In Scandinavia, the populations continued to speak Northwest Germanic dialects well documented in runic inscriptions 53. During the Migration period (1575 - 1200 BP), radical changes led to the transformation of these dialects into Old Norse, the language spoken by Viking Age Scandinavians from ∼1200 until 800 BP 54. The 350 years after ∼1575 BP, which encompassed this period of cultural and linguistic change, was a time of great upheaval in Western and Northern Europe. The period saw volcanic activity resulting in global decreased temperatures 55 and reduced plant growth in Scandinavia, the Justinian plague and population collapse and recovery (Supplementary Note S7.3, S7.4). To what extent the formation of Old Norse may have been linked to these phenomena remains debated.

Hitherto, genetic evidence to collate with the events described above has been lacking.
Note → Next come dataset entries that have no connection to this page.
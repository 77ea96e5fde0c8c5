//! Hand-built Ethernet frames for pipeline tests

#![allow(dead_code)]

use std::net::Ipv4Addr;

pub const USER_MAC: [u8; 6] = [0x00, 0x1a, 0x2b, 0x3c, 0x4d, 0x5e];
pub const GATEWAY_MAC: [u8; 6] = [0x00, 0x11, 0x22, 0x33, 0x44, 0x55];

pub fn ethernet(ethertype: u16, payload: &[u8]) -> Vec<u8> {
    let mut frame = Vec::new();
    frame.extend_from_slice(&GATEWAY_MAC);
    frame.extend_from_slice(&USER_MAC);
    frame.extend_from_slice(&ethertype.to_be_bytes());
    frame.extend_from_slice(payload);
    frame
}

pub fn ipv4(protocol: u8, source: Ipv4Addr, dest: Ipv4Addr, transport: &[u8]) -> Vec<u8> {
    let total = 20 + transport.len();
    let mut header = vec![0x45, 0];
    header.extend_from_slice(&(total as u16).to_be_bytes());
    header.extend_from_slice(&[0, 0, 0x40, 0, 64, protocol, 0, 0]);
    header.extend_from_slice(&source.octets());
    header.extend_from_slice(&dest.octets());
    header.extend_from_slice(transport);
    header
}

/// TCP segment with `payload` zero bytes after the header
pub fn tcp_frame(source: (Ipv4Addr, u16), dest: (Ipv4Addr, u16), payload: usize) -> Vec<u8> {
    let mut segment = Vec::new();
    segment.extend_from_slice(&source.1.to_be_bytes());
    segment.extend_from_slice(&dest.1.to_be_bytes());
    segment.extend_from_slice(&[0; 8]);
    segment.push(0x50);
    segment.push(0x18); // PSH ACK
    segment.extend_from_slice(&[0xff, 0xff, 0, 0, 0, 0]);
    segment.extend(std::iter::repeat_n(0u8, payload));
    ethernet(0x0800, &ipv4(6, source.0, dest.0, &segment))
}

pub fn udp_frame(source: (Ipv4Addr, u16), dest: (Ipv4Addr, u16)) -> Vec<u8> {
    let mut datagram = Vec::new();
    datagram.extend_from_slice(&source.1.to_be_bytes());
    datagram.extend_from_slice(&dest.1.to_be_bytes());
    datagram.extend_from_slice(&[0, 8, 0, 0]);
    ethernet(0x0800, &ipv4(17, source.0, dest.0, &datagram))
}

pub fn arp_request(sender: Ipv4Addr, target: Ipv4Addr) -> Vec<u8> {
    let mut body = vec![0x00, 0x01, 0x08, 0x00, 6, 4, 0x00, 0x01];
    body.extend_from_slice(&USER_MAC);
    body.extend_from_slice(&sender.octets());
    body.extend_from_slice(&[0; 6]);
    body.extend_from_slice(&target.octets());
    ethernet(0x0806, &body)
}

/// Classic libpcap savefile (microsecond timestamps, Ethernet link type)
/// holding `frames` one second apart
pub fn pcap_file(frames: &[Vec<u8>]) -> tempfile::NamedTempFile {
    use std::io::Write;

    let mut contents = Vec::new();
    contents.extend_from_slice(&0xa1b2_c3d4u32.to_le_bytes());
    contents.extend_from_slice(&2u16.to_le_bytes());
    contents.extend_from_slice(&4u16.to_le_bytes());
    contents.extend_from_slice(&0i32.to_le_bytes());
    contents.extend_from_slice(&0u32.to_le_bytes());
    contents.extend_from_slice(&65535u32.to_le_bytes());
    contents.extend_from_slice(&1u32.to_le_bytes());

    for (i, frame) in frames.iter().enumerate() {
        let length = frame.len() as u32;
        contents.extend_from_slice(&(PCAP_EPOCH + i as u32).to_le_bytes());
        contents.extend_from_slice(&0u32.to_le_bytes());
        contents.extend_from_slice(&length.to_le_bytes());
        contents.extend_from_slice(&length.to_le_bytes());
        contents.extend_from_slice(frame);
    }

    let mut file = tempfile::Builder::new().suffix(".pcap").tempfile().unwrap();
    file.write_all(&contents).unwrap();
    file.flush().unwrap();
    file
}

/// Timestamp of the first record written by `pcap_file`
pub const PCAP_EPOCH: u32 = 1_700_000_000;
In the wake of two large-scale population replacements across Europe during the Holocene, studies of ancient and modern genomes have suggested a period of relatively stable population structure since the European Bronze Age 5,000 - 3,000 BP, with a gradient of higher ancestry from Neolithic Farmers in southern Europe to higher ancestry from Bronze Age Steppe Pastoralists in Northern Europe 1,2,56. This genetic continuity contrasts with ideas of the Iron Age and subsequent Migration Period (∼2800 - 1200 BP) in Northern Europe as considered by many archaeologists, historians and linguists to be the periods that shaped modern Europe 17,18,37,57. Migrations within Europe over the last 5,000 years would have represented interactions by much more closely related populations than the arrival of the Neolithic Farmers and Bronze Age Steppe Pastoralists, limiting the possibility of their detection in ancient DNA studies.

Recent studies have shown that with dense ancient DNA sampling, at sufficient sequencing depth for imputation (∼0.1X for whole genomes), the detection of fine scale population structure in closely related ancient populations is possible 58–60. To investigate the spread and diversification of Germanic-speaking populations, we sequenced 710 ancient genomes (Table, Supplementary Note S1A and S1B) from human populations across western Eurasia, with a focus on the northern European Iron Age and the bordering Celtic-speaking region of western Europe (Figure 1). Together with published ancient genomes from around the world, we selected samples with suitable average depth of coverage for imputation based on previous studies 59–61. After filtering and overlapping with the wealth of publicly available SNP capture data suitable for imputation (∼1X on targeted SNPs for 1240k capture), the final dataset contained 578 new and 3,939 published individuals covering 697,179 SNPs (Supplementary Note S5).